» Work item: Every line below that holds the string "iter" should be copied.

-*-

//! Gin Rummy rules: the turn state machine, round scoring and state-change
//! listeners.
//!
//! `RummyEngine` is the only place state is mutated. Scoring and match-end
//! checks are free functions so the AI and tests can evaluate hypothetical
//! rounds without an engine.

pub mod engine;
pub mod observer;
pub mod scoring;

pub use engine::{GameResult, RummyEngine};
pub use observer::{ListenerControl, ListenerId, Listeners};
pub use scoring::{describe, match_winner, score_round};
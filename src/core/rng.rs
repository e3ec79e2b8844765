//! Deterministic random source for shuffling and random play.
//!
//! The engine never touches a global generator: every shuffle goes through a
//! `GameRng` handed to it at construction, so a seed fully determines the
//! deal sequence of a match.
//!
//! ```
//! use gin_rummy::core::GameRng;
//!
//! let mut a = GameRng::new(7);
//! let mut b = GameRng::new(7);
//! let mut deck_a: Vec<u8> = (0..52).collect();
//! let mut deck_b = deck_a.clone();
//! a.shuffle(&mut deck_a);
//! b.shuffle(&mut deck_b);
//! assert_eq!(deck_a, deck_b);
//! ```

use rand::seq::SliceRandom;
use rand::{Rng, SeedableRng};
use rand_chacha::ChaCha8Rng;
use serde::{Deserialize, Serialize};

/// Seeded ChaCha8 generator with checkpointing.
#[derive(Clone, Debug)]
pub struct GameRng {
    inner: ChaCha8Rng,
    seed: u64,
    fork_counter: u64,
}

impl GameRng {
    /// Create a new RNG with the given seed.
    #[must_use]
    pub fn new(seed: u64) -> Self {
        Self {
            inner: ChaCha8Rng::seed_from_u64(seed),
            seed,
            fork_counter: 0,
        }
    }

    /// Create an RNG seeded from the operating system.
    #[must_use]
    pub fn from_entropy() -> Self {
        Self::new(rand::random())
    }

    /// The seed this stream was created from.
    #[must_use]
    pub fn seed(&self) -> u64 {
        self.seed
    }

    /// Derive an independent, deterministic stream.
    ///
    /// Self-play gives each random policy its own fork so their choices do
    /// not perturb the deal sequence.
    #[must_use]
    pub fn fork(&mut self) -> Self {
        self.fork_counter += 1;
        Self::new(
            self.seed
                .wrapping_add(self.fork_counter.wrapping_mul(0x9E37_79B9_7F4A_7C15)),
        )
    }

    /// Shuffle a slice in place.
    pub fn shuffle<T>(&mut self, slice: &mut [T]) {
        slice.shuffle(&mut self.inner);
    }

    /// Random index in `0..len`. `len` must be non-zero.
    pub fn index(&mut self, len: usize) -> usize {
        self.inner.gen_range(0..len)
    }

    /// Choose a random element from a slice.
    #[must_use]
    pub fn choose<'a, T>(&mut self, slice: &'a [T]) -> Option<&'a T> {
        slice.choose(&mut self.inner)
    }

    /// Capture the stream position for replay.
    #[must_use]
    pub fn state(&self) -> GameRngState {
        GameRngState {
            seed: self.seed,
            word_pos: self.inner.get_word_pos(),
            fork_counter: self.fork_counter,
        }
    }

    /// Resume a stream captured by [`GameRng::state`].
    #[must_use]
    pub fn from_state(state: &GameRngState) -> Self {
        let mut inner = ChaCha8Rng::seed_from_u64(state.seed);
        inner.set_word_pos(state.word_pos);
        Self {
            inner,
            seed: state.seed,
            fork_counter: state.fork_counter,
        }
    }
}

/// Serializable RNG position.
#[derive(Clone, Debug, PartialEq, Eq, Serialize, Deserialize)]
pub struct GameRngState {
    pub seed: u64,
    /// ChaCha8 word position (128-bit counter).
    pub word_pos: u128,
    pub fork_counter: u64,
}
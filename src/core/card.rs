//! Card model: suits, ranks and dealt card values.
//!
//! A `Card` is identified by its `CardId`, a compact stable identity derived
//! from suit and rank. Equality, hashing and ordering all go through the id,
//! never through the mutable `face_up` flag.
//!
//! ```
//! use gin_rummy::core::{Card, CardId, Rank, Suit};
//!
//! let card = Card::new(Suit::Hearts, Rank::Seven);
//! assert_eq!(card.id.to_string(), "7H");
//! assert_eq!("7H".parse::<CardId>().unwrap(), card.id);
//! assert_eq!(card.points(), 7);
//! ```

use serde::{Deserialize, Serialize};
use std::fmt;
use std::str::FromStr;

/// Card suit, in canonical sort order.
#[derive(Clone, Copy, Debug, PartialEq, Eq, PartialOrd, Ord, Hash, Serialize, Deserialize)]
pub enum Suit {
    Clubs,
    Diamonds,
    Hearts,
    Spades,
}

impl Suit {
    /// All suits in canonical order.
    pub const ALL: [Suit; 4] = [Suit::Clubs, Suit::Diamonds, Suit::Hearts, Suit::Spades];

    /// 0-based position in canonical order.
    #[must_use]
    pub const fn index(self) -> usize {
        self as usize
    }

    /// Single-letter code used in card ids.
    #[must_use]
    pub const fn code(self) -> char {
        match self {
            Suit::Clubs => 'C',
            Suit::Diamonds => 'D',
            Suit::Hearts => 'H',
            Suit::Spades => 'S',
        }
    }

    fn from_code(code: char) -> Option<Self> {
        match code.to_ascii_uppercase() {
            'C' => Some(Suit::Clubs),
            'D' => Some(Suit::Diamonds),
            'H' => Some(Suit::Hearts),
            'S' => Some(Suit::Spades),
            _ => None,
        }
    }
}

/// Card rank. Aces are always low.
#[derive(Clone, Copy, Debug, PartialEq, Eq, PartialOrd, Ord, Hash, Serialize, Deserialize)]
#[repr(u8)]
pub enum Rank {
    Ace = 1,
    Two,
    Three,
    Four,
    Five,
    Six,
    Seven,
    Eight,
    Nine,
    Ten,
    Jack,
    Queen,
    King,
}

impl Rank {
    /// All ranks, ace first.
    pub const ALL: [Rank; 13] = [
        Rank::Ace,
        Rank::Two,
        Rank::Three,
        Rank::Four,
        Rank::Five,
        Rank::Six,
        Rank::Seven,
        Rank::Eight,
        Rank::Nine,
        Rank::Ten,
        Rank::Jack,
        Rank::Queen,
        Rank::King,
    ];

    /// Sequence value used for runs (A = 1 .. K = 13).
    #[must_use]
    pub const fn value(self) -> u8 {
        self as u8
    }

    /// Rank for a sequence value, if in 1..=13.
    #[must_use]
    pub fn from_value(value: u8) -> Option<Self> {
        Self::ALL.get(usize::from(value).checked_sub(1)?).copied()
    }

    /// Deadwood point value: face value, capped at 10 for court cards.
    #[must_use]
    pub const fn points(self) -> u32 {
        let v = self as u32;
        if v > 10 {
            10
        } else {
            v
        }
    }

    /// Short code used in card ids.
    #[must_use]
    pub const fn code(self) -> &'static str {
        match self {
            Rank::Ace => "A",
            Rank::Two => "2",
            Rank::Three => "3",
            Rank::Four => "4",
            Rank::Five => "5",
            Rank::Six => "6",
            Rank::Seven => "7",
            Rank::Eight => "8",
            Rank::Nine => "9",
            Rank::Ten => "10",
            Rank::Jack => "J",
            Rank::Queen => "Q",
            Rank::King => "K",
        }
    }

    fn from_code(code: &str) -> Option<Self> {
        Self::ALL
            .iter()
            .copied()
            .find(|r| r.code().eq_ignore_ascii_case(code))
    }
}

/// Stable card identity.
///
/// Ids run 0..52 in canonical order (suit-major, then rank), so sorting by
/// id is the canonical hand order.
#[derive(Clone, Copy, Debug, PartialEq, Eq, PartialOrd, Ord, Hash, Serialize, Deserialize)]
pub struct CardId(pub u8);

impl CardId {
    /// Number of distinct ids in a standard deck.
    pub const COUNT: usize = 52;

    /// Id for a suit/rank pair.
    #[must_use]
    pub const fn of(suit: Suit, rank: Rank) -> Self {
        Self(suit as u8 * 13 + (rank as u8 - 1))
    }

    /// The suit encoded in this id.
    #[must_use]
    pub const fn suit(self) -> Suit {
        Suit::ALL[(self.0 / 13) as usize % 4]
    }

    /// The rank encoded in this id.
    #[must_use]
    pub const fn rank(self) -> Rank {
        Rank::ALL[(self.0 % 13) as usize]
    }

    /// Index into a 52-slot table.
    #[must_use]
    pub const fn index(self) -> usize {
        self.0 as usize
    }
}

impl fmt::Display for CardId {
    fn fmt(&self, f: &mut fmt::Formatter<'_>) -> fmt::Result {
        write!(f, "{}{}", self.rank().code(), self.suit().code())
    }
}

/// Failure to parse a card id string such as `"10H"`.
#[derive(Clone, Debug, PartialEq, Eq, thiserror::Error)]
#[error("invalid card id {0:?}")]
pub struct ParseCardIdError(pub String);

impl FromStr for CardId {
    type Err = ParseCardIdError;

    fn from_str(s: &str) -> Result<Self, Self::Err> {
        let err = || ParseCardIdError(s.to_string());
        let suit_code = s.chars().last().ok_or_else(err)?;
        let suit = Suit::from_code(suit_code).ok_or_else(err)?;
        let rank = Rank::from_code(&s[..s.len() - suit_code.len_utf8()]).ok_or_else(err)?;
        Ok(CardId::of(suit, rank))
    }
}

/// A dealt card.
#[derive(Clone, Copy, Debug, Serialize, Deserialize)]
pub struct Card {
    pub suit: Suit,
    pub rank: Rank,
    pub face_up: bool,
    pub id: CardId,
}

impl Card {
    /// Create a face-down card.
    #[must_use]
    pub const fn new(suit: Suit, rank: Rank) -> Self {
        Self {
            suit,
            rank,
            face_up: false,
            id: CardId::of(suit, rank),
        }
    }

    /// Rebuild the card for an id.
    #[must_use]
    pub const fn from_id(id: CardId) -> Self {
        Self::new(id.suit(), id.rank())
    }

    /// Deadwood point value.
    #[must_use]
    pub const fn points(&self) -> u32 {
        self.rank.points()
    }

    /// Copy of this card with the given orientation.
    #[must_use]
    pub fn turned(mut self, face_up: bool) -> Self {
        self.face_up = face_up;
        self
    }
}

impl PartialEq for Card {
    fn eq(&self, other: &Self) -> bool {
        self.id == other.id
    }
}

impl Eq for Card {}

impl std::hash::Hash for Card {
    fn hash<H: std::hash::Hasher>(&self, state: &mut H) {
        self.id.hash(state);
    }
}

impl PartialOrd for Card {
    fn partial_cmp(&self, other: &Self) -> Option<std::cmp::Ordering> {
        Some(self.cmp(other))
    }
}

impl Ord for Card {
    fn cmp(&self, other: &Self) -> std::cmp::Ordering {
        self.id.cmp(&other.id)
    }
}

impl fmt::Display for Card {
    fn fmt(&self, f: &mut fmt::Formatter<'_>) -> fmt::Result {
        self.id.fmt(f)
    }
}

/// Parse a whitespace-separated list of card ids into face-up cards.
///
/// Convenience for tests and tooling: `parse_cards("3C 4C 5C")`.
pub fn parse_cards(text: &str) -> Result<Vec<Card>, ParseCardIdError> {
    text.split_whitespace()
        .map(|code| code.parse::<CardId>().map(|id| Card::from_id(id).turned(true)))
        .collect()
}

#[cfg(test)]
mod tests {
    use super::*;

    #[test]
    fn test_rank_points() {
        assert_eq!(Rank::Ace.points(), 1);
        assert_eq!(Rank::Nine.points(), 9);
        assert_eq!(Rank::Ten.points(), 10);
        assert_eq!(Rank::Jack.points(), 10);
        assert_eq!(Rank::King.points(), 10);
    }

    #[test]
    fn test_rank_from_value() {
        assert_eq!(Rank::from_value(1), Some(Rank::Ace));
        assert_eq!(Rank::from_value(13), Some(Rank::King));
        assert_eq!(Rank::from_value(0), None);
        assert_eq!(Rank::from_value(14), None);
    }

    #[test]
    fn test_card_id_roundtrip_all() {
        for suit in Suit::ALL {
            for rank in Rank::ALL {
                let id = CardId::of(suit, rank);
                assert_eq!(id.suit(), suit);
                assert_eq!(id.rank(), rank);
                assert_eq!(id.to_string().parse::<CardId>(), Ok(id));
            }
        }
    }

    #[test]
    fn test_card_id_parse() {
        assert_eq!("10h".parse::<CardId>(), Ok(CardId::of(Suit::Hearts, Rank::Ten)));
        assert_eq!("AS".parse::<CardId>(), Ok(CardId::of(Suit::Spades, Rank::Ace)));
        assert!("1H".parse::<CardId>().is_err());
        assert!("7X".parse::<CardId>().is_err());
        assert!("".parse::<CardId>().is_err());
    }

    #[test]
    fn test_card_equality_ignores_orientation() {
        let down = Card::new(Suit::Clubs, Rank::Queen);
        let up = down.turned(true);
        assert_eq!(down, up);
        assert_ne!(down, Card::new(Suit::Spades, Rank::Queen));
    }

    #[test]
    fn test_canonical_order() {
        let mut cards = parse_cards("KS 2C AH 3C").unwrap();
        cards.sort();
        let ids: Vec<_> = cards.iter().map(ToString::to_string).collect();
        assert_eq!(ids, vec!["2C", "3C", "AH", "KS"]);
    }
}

-*-

» Reply:
            .iter()
        let ids: Vec<_> = cards.iter().map(ToString::to_string).collect();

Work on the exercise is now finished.